Every line in the listing below from the one with "impl<T: 'static> Parser<T>" through the one with "pub fn or(self, other: Parser<T>)" is to be reproduced exactly, both ends included; leave out the rest.
━━ DATA TO EXAMINE ━━
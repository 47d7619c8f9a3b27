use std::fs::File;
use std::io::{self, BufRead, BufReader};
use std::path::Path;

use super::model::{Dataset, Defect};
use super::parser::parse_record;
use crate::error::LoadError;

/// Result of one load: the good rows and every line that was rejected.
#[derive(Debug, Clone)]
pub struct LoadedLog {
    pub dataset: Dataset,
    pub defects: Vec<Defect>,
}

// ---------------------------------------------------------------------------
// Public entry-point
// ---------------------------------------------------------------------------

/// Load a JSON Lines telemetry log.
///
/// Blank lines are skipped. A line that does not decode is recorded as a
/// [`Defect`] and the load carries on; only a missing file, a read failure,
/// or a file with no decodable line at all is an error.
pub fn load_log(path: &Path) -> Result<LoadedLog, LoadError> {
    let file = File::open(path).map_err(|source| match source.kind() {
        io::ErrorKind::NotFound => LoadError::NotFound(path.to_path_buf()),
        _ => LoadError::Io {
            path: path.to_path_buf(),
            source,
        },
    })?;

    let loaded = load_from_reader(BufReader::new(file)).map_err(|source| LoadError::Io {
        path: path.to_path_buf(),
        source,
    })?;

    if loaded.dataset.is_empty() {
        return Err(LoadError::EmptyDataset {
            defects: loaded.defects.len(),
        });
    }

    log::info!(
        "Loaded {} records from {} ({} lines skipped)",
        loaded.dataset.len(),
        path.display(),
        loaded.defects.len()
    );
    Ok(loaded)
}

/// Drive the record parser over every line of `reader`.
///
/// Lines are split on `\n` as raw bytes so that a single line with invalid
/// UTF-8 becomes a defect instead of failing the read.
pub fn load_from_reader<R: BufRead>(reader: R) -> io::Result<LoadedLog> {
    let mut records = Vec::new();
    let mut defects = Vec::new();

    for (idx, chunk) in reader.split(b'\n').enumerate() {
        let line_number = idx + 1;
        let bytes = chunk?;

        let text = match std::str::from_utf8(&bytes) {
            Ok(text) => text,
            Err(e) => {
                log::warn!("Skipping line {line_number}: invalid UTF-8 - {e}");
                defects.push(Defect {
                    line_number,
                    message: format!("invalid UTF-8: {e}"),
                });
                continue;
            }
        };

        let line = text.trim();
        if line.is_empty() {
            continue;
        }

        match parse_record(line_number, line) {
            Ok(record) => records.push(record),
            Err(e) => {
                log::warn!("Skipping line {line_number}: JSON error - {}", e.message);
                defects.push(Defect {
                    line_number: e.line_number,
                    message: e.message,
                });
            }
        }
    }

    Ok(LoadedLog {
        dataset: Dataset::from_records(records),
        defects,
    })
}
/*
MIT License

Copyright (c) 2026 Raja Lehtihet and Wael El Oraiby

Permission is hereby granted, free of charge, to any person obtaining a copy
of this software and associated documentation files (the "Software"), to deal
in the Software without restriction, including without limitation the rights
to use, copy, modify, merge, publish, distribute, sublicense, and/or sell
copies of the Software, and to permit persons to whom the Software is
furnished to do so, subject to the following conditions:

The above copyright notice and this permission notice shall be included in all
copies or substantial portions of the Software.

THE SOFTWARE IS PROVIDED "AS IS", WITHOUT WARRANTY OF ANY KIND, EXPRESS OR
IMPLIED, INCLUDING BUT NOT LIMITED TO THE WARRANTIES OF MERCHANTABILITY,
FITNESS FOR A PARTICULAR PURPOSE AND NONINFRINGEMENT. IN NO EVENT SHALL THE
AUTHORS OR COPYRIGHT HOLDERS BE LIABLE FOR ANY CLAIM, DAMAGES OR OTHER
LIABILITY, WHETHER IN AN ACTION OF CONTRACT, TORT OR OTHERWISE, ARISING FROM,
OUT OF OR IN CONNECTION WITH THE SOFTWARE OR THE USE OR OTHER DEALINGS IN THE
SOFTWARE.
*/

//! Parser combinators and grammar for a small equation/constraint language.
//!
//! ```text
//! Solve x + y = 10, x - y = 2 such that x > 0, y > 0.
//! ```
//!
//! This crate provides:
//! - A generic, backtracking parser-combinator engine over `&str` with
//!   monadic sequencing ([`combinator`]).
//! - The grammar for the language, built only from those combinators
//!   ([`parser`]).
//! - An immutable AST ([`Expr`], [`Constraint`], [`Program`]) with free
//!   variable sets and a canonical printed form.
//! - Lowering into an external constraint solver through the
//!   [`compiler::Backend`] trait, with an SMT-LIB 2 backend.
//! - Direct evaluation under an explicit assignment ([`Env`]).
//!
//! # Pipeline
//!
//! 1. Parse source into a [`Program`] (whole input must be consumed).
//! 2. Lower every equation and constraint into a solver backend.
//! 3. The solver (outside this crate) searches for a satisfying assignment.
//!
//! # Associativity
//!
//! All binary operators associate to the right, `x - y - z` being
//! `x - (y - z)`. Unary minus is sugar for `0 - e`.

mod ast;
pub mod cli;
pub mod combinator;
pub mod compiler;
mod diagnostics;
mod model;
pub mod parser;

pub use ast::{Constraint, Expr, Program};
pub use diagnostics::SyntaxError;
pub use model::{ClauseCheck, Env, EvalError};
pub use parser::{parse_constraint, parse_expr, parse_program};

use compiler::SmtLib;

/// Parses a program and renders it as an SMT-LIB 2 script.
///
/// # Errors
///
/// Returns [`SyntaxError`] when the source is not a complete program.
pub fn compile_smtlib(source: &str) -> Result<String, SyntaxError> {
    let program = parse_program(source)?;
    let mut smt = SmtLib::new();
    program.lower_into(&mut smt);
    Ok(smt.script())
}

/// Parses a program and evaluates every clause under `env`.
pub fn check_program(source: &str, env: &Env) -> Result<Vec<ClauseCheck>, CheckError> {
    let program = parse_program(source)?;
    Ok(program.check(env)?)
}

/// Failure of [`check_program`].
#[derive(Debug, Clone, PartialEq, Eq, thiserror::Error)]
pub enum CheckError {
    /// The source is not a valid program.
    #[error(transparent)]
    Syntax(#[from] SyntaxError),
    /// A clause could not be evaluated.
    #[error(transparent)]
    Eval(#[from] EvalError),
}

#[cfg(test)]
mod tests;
━━━
━━ DATA TO EXAMINE ━━
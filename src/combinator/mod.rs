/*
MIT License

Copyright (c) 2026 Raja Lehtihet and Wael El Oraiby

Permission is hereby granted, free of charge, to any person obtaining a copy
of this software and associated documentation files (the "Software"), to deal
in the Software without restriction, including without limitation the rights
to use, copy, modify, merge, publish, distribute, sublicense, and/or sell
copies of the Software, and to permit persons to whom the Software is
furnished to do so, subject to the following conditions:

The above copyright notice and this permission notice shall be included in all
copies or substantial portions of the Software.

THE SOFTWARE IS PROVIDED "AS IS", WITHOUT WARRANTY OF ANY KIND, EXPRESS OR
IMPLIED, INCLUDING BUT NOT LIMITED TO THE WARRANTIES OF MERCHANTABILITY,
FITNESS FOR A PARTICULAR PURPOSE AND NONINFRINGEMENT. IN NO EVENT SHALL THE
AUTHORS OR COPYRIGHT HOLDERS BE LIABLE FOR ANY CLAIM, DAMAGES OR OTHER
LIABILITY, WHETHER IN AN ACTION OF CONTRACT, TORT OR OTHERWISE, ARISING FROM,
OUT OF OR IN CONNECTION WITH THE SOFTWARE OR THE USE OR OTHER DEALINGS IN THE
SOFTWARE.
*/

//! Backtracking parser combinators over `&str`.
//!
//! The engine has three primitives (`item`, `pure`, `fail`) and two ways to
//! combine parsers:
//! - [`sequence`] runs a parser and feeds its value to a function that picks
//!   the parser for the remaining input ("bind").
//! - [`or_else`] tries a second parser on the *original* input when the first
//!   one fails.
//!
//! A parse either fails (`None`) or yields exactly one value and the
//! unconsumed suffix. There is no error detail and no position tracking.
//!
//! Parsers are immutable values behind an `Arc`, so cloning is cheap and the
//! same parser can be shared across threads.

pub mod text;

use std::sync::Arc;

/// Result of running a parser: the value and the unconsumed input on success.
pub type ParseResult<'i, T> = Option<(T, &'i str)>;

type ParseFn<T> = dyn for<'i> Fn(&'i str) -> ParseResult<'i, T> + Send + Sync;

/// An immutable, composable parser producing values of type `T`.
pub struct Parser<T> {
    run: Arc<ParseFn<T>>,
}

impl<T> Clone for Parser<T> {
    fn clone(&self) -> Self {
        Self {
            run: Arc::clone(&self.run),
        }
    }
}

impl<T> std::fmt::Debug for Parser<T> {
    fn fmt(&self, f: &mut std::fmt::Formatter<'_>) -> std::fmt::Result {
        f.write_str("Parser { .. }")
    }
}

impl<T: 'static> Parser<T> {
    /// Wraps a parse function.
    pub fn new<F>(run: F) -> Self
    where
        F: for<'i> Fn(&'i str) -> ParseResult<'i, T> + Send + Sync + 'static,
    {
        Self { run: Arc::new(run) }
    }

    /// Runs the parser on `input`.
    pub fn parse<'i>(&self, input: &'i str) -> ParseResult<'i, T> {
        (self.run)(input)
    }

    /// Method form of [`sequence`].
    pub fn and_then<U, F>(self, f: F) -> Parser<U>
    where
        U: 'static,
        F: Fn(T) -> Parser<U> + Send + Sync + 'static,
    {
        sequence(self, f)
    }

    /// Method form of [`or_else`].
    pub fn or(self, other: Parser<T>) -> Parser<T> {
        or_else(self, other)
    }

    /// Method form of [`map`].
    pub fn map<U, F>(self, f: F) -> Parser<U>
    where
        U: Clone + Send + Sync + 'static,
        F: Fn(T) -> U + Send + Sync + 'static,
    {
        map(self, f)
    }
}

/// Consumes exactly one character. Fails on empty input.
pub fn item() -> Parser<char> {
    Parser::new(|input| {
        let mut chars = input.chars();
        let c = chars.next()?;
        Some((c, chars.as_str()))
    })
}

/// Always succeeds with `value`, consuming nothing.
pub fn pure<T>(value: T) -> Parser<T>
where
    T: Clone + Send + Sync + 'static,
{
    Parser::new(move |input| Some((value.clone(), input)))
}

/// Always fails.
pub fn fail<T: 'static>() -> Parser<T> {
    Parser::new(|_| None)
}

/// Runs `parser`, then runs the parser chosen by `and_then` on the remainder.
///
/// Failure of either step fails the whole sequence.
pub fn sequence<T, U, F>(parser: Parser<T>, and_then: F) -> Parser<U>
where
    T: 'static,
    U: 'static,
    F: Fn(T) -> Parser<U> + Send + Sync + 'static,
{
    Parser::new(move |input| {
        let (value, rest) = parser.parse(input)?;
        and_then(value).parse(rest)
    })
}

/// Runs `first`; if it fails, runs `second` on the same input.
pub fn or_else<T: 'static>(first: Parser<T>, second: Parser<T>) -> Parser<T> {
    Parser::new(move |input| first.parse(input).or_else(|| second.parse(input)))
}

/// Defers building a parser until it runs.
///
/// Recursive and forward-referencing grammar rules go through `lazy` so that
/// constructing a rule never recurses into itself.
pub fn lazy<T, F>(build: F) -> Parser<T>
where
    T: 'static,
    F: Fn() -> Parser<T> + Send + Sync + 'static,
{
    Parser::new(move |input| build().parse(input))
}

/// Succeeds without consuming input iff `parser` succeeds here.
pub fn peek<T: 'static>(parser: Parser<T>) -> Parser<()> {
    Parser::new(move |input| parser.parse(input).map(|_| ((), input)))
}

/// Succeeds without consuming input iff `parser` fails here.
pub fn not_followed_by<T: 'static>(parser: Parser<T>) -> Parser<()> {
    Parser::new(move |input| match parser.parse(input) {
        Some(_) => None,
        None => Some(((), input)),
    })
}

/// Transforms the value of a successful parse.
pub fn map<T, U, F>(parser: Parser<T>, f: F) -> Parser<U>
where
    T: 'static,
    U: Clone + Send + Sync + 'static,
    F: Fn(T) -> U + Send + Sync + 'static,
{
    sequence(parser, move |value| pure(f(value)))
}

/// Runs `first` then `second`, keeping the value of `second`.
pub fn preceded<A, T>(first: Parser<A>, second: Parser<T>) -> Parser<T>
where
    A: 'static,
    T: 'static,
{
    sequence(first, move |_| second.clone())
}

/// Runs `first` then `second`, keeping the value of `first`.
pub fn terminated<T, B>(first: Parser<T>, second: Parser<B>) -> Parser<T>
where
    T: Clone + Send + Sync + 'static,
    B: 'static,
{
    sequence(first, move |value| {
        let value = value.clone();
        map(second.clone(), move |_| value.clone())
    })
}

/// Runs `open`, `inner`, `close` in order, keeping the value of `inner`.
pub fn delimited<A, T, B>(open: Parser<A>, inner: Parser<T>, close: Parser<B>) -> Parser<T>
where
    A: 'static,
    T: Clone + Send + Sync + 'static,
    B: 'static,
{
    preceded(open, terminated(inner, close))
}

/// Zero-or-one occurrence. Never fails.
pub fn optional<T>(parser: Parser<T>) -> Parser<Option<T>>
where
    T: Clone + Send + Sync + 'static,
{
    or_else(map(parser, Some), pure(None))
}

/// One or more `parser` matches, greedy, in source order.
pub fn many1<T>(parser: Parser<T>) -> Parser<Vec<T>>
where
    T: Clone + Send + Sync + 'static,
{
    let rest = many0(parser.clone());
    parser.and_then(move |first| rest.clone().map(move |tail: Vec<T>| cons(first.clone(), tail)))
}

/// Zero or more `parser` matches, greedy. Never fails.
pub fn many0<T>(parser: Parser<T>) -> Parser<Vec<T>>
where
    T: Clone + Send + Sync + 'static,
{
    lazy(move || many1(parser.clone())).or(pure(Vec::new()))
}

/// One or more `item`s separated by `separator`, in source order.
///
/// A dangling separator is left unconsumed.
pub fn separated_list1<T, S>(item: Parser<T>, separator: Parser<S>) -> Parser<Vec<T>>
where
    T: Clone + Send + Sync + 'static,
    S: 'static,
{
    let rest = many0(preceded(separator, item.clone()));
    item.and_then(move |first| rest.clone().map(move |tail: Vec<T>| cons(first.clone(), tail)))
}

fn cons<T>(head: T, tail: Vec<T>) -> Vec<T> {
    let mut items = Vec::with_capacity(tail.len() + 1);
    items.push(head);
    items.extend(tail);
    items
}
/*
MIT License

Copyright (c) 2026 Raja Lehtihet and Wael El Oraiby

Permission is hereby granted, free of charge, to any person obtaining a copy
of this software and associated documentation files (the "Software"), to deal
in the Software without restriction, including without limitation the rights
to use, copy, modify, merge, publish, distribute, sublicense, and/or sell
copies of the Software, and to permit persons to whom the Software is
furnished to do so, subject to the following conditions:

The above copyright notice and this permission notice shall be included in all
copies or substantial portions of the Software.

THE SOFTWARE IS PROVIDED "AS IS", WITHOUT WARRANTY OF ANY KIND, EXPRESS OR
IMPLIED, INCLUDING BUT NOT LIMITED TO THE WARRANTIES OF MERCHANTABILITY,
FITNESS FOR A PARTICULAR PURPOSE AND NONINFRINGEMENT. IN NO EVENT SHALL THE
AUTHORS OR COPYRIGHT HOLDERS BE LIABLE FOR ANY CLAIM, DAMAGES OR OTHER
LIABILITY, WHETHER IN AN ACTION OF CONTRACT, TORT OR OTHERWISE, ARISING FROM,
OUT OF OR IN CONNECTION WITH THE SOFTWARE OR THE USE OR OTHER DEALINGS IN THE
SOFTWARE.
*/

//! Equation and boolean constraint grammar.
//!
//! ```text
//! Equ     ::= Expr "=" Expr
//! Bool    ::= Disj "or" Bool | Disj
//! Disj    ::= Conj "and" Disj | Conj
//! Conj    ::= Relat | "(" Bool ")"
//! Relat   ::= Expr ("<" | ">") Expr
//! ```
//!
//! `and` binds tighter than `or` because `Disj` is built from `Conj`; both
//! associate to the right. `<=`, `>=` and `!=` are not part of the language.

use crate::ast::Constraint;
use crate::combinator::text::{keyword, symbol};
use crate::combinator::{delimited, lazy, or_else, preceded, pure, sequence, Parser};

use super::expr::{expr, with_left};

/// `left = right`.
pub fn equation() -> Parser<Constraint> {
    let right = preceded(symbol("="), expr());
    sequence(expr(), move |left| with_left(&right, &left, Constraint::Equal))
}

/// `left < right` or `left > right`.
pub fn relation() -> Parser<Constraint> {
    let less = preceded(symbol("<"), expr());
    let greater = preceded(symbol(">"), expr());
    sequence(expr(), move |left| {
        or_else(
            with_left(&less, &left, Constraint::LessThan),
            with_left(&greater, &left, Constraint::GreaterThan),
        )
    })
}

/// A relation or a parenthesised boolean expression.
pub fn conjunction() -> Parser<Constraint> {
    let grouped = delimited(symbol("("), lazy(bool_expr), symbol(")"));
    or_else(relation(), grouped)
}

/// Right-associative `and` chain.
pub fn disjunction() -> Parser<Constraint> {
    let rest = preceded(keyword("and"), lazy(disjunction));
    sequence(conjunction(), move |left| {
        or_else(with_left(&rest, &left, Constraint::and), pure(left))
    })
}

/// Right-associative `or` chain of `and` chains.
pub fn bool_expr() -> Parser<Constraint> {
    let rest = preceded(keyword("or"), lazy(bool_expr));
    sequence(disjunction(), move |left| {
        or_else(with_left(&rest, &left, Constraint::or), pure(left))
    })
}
━━━
━━ DATA TO EXAMINE ━━
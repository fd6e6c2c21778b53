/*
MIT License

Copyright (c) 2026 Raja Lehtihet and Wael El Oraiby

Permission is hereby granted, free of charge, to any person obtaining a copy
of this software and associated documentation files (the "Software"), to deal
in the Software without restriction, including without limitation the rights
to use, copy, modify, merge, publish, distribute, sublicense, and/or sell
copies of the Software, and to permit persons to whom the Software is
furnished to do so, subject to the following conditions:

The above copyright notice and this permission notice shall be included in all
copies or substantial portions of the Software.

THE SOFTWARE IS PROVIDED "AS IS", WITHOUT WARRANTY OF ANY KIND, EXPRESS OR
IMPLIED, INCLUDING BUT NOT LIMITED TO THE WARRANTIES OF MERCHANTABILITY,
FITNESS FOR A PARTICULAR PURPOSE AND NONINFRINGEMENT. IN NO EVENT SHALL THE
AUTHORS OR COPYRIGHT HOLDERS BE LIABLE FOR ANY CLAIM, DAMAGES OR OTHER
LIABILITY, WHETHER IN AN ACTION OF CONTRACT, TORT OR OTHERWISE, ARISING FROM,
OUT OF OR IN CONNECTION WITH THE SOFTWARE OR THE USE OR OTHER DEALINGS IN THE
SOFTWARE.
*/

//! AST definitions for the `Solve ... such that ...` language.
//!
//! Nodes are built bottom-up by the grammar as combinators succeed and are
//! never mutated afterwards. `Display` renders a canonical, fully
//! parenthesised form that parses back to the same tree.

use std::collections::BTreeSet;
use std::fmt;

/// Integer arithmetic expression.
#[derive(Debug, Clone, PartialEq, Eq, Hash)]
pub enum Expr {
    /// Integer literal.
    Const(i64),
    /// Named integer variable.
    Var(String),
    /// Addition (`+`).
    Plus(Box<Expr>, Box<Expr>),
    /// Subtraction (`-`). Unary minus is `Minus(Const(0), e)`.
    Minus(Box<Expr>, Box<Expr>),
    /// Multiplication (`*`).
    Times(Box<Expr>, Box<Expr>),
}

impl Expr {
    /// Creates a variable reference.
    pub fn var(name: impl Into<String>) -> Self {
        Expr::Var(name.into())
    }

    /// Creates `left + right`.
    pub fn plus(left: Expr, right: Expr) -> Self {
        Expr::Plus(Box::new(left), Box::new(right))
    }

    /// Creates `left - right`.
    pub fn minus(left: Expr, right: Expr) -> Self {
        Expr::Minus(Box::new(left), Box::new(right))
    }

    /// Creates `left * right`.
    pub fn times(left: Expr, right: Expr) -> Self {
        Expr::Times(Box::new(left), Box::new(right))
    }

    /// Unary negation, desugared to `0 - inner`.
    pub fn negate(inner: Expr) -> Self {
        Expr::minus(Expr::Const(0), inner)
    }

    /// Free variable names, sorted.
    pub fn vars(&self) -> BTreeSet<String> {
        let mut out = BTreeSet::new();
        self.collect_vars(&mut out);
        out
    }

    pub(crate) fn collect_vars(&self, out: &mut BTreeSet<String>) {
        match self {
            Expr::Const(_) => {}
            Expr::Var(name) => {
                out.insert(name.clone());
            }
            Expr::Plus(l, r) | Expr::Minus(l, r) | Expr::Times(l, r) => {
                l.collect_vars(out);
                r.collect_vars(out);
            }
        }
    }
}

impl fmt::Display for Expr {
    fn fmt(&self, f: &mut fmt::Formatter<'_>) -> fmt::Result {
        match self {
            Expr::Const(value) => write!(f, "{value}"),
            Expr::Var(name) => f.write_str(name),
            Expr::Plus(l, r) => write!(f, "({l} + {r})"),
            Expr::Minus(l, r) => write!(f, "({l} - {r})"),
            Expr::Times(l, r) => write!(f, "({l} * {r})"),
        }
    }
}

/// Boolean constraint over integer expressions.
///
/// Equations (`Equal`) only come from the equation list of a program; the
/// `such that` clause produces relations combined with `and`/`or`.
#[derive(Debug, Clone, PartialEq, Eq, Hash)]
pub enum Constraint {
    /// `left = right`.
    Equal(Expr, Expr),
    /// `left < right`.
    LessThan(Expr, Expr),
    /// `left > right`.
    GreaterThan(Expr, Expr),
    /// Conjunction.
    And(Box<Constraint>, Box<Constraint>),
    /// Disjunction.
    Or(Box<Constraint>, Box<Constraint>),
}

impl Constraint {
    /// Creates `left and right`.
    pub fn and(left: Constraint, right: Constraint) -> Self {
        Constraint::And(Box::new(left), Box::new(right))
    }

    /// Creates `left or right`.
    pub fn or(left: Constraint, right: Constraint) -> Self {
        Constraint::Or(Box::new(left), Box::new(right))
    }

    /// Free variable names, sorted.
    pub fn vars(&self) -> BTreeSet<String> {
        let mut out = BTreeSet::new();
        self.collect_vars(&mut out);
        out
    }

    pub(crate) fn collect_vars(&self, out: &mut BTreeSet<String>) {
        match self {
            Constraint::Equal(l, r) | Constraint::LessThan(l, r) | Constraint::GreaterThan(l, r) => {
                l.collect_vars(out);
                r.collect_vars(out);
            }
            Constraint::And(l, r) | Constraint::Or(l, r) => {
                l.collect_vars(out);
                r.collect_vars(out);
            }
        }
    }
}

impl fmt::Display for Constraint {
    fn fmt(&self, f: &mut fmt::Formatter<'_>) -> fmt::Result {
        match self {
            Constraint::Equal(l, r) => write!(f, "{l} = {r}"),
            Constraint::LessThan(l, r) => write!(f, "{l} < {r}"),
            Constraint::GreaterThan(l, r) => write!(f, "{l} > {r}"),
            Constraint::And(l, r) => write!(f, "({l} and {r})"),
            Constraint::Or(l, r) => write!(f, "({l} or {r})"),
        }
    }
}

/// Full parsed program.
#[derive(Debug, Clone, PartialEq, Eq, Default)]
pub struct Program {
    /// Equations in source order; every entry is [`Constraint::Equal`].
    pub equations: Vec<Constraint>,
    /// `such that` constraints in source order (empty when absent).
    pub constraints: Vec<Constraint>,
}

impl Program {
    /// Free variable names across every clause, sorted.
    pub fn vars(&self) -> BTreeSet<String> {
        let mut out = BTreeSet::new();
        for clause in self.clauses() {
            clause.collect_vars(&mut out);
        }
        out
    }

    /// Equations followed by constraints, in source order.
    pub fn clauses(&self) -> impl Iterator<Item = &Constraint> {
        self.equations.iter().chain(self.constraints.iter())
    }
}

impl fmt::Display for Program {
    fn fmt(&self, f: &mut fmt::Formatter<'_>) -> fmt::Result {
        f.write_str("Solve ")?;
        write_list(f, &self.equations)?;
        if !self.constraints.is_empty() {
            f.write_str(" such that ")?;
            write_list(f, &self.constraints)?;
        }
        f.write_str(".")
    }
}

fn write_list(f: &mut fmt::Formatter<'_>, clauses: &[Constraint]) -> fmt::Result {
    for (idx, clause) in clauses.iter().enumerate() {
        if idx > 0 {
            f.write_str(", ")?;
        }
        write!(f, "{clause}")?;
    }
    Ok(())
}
━━━
▶ ANSWER SPACE:
impl<T: 'static> Parser<T> {
    /// Wraps a parse function.
    pub fn new<F>(run: F) -> Self
    where
        F: for<'i> Fn(&'i str) -> ParseResult<'i, T> + Send + Sync + 'static,
    {
        Self { run: Arc::new(run) }
    }

    /// Runs the parser on `input`.
    pub fn parse<'i>(&self, input: &'i str) -> ParseResult<'i, T> {
        (self.run)(input)
    }

    /// Method form of [`sequence`].
    pub fn and_then<U, F>(self, f: F) -> Parser<U>
    where
        U: 'static,
        F: Fn(T) -> Parser<U> + Send + Sync + 'static,
    {
        sequence(self, f)
    }

    /// Method form of [`or_else`].
    pub fn or(self, other: Parser<T>) -> Parser<T> {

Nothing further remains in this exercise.